The answer must consist of every line below containing "TimedFlag".
─── Data in this exercise ───
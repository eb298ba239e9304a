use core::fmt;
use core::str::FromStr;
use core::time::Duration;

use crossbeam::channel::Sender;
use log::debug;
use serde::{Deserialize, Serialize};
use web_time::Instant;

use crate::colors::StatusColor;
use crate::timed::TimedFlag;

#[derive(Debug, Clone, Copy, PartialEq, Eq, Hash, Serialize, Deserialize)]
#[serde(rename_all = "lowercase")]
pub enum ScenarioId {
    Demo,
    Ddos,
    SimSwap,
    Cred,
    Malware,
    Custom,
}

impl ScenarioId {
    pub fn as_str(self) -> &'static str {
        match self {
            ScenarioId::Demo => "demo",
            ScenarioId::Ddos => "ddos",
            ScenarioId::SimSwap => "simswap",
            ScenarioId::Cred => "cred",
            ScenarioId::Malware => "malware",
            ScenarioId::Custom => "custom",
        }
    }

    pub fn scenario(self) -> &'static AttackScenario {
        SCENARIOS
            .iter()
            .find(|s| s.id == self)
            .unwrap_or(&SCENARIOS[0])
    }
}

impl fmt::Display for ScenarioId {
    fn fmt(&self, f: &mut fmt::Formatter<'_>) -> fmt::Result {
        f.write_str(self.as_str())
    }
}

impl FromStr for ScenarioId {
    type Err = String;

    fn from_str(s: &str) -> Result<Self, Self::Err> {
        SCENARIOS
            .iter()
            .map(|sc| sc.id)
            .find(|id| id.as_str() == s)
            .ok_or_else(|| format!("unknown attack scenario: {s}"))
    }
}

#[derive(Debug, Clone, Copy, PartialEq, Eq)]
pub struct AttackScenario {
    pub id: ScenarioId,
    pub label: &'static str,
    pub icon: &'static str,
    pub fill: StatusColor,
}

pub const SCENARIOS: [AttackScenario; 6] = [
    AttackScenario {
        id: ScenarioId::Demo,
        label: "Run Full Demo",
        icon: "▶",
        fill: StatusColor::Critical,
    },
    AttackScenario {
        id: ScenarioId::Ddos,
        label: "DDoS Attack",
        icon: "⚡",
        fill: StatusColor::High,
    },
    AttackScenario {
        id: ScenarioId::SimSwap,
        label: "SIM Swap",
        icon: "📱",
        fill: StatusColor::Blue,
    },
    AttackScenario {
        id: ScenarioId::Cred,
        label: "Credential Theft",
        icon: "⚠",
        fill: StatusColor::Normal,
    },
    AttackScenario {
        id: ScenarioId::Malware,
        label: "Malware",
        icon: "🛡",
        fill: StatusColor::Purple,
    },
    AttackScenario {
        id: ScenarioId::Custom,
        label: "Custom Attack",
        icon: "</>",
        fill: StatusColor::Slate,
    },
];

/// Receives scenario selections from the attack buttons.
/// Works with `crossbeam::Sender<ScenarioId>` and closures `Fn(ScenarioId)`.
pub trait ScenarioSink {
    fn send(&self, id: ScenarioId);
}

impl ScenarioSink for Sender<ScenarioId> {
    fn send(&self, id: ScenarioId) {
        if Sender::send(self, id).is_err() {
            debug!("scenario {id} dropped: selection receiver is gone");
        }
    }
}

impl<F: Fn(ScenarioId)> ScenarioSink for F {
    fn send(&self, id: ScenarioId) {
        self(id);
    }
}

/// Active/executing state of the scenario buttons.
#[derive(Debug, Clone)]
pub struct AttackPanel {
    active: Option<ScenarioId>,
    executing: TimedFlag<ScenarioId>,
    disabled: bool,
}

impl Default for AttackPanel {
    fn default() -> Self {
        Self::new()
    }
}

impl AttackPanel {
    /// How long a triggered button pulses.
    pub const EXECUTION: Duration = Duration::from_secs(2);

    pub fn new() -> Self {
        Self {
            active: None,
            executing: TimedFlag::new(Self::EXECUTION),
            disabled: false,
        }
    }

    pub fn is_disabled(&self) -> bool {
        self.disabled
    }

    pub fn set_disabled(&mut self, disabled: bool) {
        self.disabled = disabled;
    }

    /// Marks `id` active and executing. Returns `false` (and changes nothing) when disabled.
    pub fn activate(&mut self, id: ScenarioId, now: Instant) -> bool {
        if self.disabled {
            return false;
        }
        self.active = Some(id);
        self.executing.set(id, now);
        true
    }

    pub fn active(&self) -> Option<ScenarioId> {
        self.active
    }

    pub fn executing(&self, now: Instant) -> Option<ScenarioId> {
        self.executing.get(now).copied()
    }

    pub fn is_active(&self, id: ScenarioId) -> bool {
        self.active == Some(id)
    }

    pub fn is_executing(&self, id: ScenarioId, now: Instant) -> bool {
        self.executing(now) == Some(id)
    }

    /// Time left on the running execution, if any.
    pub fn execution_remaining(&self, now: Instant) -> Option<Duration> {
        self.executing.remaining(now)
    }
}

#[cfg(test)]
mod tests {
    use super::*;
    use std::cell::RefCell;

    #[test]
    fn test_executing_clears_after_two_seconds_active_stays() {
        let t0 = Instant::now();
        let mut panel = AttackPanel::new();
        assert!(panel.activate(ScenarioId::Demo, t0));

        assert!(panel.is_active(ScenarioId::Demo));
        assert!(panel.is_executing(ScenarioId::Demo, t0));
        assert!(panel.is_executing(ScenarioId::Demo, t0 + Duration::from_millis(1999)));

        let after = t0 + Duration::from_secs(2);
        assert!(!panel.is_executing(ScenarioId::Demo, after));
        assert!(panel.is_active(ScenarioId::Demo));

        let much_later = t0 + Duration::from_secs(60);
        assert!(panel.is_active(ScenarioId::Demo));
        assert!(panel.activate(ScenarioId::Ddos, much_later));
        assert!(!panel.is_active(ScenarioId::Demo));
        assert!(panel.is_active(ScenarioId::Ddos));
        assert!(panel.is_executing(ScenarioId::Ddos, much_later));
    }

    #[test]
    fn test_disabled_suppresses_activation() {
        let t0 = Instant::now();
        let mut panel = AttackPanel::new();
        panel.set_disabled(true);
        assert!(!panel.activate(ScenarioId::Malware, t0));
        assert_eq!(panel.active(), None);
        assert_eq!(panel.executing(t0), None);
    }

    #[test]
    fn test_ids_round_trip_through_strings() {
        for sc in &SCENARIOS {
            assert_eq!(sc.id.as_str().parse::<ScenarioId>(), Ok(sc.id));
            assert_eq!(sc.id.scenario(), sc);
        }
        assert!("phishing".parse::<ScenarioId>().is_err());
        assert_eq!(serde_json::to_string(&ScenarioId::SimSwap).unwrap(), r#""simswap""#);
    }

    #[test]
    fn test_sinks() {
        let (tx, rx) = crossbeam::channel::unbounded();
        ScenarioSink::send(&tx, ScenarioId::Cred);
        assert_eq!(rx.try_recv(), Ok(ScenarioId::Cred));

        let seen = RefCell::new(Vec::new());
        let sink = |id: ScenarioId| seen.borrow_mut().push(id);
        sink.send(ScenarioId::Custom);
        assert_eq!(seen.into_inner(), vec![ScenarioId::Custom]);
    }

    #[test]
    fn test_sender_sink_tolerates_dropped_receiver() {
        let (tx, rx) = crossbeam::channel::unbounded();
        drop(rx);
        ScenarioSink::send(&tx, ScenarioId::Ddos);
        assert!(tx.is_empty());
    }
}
───
─── Data in this exercise ───
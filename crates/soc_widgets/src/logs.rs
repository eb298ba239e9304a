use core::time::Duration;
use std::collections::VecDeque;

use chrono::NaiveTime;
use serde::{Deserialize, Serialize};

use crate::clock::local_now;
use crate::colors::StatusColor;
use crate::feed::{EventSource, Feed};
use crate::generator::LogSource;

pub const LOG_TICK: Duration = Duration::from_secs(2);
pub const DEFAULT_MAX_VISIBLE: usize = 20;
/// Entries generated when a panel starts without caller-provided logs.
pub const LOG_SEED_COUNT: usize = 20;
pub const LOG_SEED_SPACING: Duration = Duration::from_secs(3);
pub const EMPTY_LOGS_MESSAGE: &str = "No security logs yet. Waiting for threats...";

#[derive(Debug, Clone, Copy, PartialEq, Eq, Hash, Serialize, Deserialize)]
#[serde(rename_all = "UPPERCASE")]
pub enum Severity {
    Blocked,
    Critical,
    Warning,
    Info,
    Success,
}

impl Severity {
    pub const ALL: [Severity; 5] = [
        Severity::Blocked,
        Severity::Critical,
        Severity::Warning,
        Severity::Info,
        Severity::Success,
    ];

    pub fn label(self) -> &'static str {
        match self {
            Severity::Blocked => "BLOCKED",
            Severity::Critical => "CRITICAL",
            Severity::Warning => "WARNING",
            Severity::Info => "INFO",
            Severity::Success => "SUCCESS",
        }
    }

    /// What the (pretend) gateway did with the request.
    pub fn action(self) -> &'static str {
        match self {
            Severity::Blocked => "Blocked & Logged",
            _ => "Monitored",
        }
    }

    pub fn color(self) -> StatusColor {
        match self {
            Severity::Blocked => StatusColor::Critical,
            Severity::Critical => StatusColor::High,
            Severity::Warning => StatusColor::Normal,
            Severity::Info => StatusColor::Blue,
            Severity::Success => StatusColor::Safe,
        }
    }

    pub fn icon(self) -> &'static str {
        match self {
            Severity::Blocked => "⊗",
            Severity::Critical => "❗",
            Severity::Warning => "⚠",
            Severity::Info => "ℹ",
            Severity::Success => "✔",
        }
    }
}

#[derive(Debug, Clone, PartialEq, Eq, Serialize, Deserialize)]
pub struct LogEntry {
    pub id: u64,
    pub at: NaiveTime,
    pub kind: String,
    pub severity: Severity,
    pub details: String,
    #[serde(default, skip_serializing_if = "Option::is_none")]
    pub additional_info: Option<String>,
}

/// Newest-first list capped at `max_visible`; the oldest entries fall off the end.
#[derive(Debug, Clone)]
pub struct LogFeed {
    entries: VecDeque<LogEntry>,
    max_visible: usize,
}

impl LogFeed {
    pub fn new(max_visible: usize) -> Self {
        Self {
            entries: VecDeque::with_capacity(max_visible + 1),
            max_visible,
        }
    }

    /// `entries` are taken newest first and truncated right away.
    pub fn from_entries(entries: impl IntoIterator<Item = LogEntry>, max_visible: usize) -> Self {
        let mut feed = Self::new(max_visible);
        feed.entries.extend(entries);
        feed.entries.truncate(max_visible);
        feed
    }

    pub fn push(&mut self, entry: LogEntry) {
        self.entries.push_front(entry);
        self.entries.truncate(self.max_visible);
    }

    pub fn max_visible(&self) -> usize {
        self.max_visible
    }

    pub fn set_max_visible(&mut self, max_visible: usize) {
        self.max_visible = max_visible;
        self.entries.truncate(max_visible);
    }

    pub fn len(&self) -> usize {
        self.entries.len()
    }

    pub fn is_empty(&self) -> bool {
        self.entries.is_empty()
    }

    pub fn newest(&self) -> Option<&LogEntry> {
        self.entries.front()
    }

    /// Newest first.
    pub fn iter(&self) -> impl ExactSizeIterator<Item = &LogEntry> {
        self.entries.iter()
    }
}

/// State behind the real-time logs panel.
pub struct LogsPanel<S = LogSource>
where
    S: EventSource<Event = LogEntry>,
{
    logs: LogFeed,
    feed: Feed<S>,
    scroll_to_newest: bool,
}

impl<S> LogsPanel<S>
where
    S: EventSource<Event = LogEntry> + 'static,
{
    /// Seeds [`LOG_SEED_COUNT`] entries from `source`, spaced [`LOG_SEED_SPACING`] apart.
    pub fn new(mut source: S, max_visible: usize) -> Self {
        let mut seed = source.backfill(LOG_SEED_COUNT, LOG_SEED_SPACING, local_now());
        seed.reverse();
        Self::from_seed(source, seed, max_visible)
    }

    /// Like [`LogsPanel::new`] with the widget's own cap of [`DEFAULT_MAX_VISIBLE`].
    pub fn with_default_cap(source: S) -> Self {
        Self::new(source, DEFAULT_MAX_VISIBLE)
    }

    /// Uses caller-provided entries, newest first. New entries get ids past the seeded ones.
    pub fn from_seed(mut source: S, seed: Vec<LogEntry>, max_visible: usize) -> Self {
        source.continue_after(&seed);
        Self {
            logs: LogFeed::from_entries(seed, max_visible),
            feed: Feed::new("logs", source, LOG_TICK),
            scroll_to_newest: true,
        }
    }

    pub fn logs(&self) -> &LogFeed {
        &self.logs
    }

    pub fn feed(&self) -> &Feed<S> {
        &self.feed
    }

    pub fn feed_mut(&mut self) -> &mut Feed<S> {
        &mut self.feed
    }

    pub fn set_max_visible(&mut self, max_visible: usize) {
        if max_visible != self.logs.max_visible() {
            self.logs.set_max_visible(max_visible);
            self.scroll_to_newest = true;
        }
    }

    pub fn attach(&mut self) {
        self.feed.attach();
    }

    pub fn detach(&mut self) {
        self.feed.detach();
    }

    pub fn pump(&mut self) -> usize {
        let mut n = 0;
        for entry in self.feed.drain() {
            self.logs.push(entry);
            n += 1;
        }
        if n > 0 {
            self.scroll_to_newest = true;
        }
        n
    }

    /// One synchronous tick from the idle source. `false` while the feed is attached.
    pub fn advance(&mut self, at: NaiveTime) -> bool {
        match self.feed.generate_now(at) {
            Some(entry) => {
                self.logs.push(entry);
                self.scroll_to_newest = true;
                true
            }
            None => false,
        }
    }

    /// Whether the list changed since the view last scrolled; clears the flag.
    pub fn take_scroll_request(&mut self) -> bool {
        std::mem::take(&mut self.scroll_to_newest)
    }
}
───
Answer →
use crate::timed::TimedFlag;
    executing: TimedFlag<ScenarioId>,
            executing: TimedFlag::new(Self::EXECUTION),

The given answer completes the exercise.